Falconer & P. T. Cautley - 1837.
- Communication on the Colossochelys atlas, a fossil tortoise of
enormous size from the Tertiary strata of the Siwalk Hills in the north
of India. - Proceedings of the Zoological Society of London
1844(12):54–84. - H. Falconer & P. T.
Cautley - 1844.
- Ecological history and latent conservation potential: large and
giant tortoises as a model for taxon substitutions. - Ecography.
Wiley. 33 (2): 272–284. - Dennis M. Hansen, C.
Josh Donlan, Christine J. Griffiths & Karl J.
Campbell - 2010.
- Conservation Biology of Freshwater Turtles and Tortoises. -
Chelonian Research Monographs. 5 (First ed.). Chelonian
Research Foundation. - Anders Rhodin, Peter Pritchard, Peter
Paul van Dijk, Raymond Saumure, Kurt Buhlmann, John Iverson,,
Russel Mittermeier - 2015.
- Turtles and tortoises of the world during the rise and global
spread of humanity: first checklist and review of extinct Pleistocene
and Holocene chelonians. - Chelonian Research Monographs.
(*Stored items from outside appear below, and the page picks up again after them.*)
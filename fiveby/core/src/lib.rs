//! Five-By Core - Client Protocol for Five-By
//!
//! Five-By is a two-player word game played on a pair of 5x5 letter grids.
//! The backend is authoritative: it owns the rules, scores and event log.
//! This crate is everything a client needs to sit on top of it, independent
//! of any UI.
//!
//! # Architecture
//!
//! ```text
//! ┌──────────────────────────────────────────────────────────────┐
//! │                         Surfaces                              │
//! │        ┌─────────┐   ┌─────────┐   ┌──────────────────┐       │
//! │        │   CLI   │   │   Web   │   │ Headless / Tests │       │
//! │        └────┬────┘   └────┬────┘   └────────┬─────────┘       │
//! │             └─────────────┴─────────────────┘                 │
//! └───────────────────────────┬──────────────────────────────────┘
//!                             │
//! ┌───────────────────────────┼──────────────────────────────────┐
//! │                      FIVE-BY CORE                             │
//! │  ┌──────────┐  ┌─────────┴──┐  ┌──────────┐  ┌────────────┐  │
//! │  │ Resolver │  │   Store    │◄─│  Poller  │  │   Speech   │  │
//! │  │ (legal   │  │ (snapshot, │  └──────────┘  │ (narrator, │  │
//! │  │ actions) │  │  load race)│                │ recognizer)│  │
//! │  └──────────┘  └─────┬──────┘                └────────────┘  │
//! │                      │ SessionApi                             │
//! │               ┌──────┴───────┐  ┌─────────────────────────┐   │
//! │               │ FiveByClient │─►│ Schema (validated wire) │   │
//! │               └──────────────┘  └─────────────────────────┘   │
//! └──────────────────────────────────────────────────────────────┘
//! ```
//!
//! # Key Types
//!
//! - [`SessionSnapshot`]: Full, validated game state returned by the backend
//! - [`FiveByClient`]: HTTP client implementing [`SessionApi`]
//! - [`SessionStore`]: Holds the current snapshot and arbitrates racing loads
//! - [`TurnActionResolver`]: Which actions are legal for a player right now
//! - [`EventTracker`]: Decodes `last_event` and reports each event once
//!
//! # Quick Start
//!
//! ```ignore
//! use std::sync::Arc;
//! use fiveby_core::{
//!     load_config, FiveByClient, LoadMode, SessionStore, SnapshotPoller, TurnActionResolver,
//! };
//!
//! #[tokio::main]
//! async fn main() -> anyhow::Result<()> {
//!     let config = load_config()?;
//!     let client = FiveByClient::from_config(&config.api)?;
//!     let store = Arc::new(SessionStore::new(Arc::new(client)));
//!
//!     store.load_session(session_id, LoadMode::Foreground).await;
//!     let _poller = SnapshotPoller::from_config(store.clone(), &config.polling);
//!
//!     if let Some(snapshot) = store.snapshot() {
//!         let resolver = TurnActionResolver::for_current_turn(&snapshot);
//!         // offer resolver.askable_cells(), resolver.word_targets(), ...
//!     }
//!     Ok(())
//! }
//! ```
//!
//! # Module Overview
//!
//! - [`schema`]: Wire types and their validation
//! - [`api`]: HTTP client and error taxonomy
//! - [`config`]: Client configuration (file, environment, overrides)
//! - [`store`]: Snapshot store with last-writer-wins loading
//! - [`poller`]: Silent background refresh
//! - [`resolver`]: Turn action eligibility
//! - [`events`]: Event interpretation and freshness
//! - [`routing`]: Session links
//! - [`transcript`]: Spoken input mapping
//! - [`speech`]: Speech recognition and synthesis adapters

#![warn(missing_docs)]
#![deny(clippy::all)]
#![warn(clippy::pedantic)]
#![allow(clippy::module_name_repetitions)]

pub mod api;
pub mod config;
pub mod events;
pub mod poller;
pub mod resolver;
pub mod routing;
pub mod schema;
pub mod speech;
pub mod store;
pub mod transcript;

// Re-exports for convenience
pub use api::{ApiError, ApiResult, ErrorCode, ErrorKind, FiveByClient, SessionApi};
pub use config::{
    default_config_path, load_config, load_config_from_path, ApiConfig, ClientConfig,
    ConfigError, ConfigOverrides, ConfigSource, PollingConfig, SpeechConfig,
};
pub use events::{
    interpret, EventKey, EventTracker, GameEvent, Interpretation, Observation, ScopeKey,
};
pub use poller::SnapshotPoller;
pub use resolver::{Eligibility, IneligibleReason, TurnActionResolver, WordTarget};
pub use routing::{parse_session_id_input, session_over_route, session_route};
pub use schema::{
    CellIndex, CellSnapshot, GuessDirection, Letter, LineIndex, PlayerNumber, PlayerSnapshot,
    SessionId, SessionSnapshot, SessionStatus, Topic, ValidationError, Word,
};
pub use speech::SpeechError;
pub use store::{Action, LoadMode, LoadOutcome, LoadStatus, SessionStore, StoreError, StoreState};
pub use transcript::{Transcript, TranscriptField};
5(8):000e.1–66. - Anders G.J. Rhodin, Scott Thomson,
Georgios L. Georgalis, Hans-Volker Karl, Igor G. Danilov,
Akio Takahashi, Marcelo S. de la Fuente, Jason R. Bourque,
Massimo Delfino, Roger Bour,,John B. Iverson, H. Bradley
Shaffer & Peter Paul van Dijk - 2015.
- On the nomenclature of the largest tortoise that ever lived:
Megalochelys sivalensis Falconer & Cautley, 1837 vs.
Colossochelys atlas Falconer & Cautley, 1844 (Reptilia,
Testudinidae). - The Bulletin of Zoological Nomenclature. 76
(1): 162. - Evangelos Vlachos - 2019.